In the present study, we use a single aspirational warming threshold that is lowered consistently until the sum of all bottom-up emissions allocations, where each country follows the least-stringent effort-sharing approach11, aligns with 2 °C-consistent levels. Countries are thereby assumed to follow different effort-sharing approaches applied to a common global virtual warming threshold. Ultimately, this hybrid approach follows a bottom-up combination of equity allocations consistent with a common top–down warming threshold, which arguably reflects the hybrid nature of the Paris Agreement10,30.
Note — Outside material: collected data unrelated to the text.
pub mod auth;
pub mod browse;
pub mod config;
pub mod scripts;

use anyhow::Result;
use serde::Serialize;

/// Chooses between JSON and human-readable output.
pub struct Output {
    json: bool,
}

impl Output {
    pub fn new(json: bool) -> Self {
        Self { json }
    }

    /// Prints `value` as pretty JSON when `--json` is set, otherwise runs
    /// `text`.
    pub fn emit<T: Serialize + ?Sized>(&self, value: &T, text: impl FnOnce(&T)) -> Result<()> {
        if self.json {
            println!("{}", serde_json::to_string_pretty(value)?);
        } else {
            text(value);
        }
        Ok(())
    }
}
The hybrid combination of equity approaches does not constitute an equitable operationalization of the CBDR-RC principle where all countries seek to maximize absolute gain31 by agreeing on a common approach of equity. Rather, it reflects national preferences for relative gain32—i.e., a country’s inclination to measure the fairness of its contribution to the global mitigation effort by looking at other countries’ efforts—rather than for domestic indicators alone. Despite claims that discussions of justice are irrelevant or dangerous in a post-Paris world, equity is fundamental for climate policy research33,34 and scientific analyses on equitable burden-sharing can be influential on the UNFCCC processes5. However, the absence of agreement on an unanimous operationalization of the CBDR-RC should not be used as an excuse for inaction3 and should not leave the international community without a metric reflective of current agreements to assess the ratcheting-up process. The multiplicity of equity concepts results in a wide range of emissions allocations for countries and regions35 that is sometimes used as an uncertainty range by non-experts. In a recent climate case, the District Court of The Hague ruled36,37 that the Dutch government has to reduce 2020 emissions to at least the least-ambitious end of the range recommended by the IPCC-AR4 for the Annex I country group based on multiple equity allocations from 16 studies38. The court did not pick an approach of equity and ruled for the minimum effort consistent with international treaties in light of commonly reviewed science. While the multiplication of climate litigations cases against governments39 (http://climatecasechart.com/) can contribute to the ratcheting-up process, systematic court decisions that governments must follow the least-ambitious end of an equity range would be insufficient to achieve the Paris Agreement. As a first step, this paper models such a bottom-up situation where each country follows the least-ambitious of five effort-sharing approaches representative of the quantified IPCC categories35. As a second step, it models the hybrid approach consistent with the current compromise where each country chooses an equitable effort-sharing approach to determine its effort but cannot directly use that approach to influence other countries’ effort.
Overall, this study presents an operationalization of the current agreement to disagree on equity concepts to achieve a common temperature goal. The hybrid approach with its bottom-up combination of equity concepts reflects the pledge-and-review architecture of the Paris Agreement and provides a metric for the ratchetting-up process. The results of this study inform on the adequacy of the emissions targets contained in current NDCs with the Paris Agreement.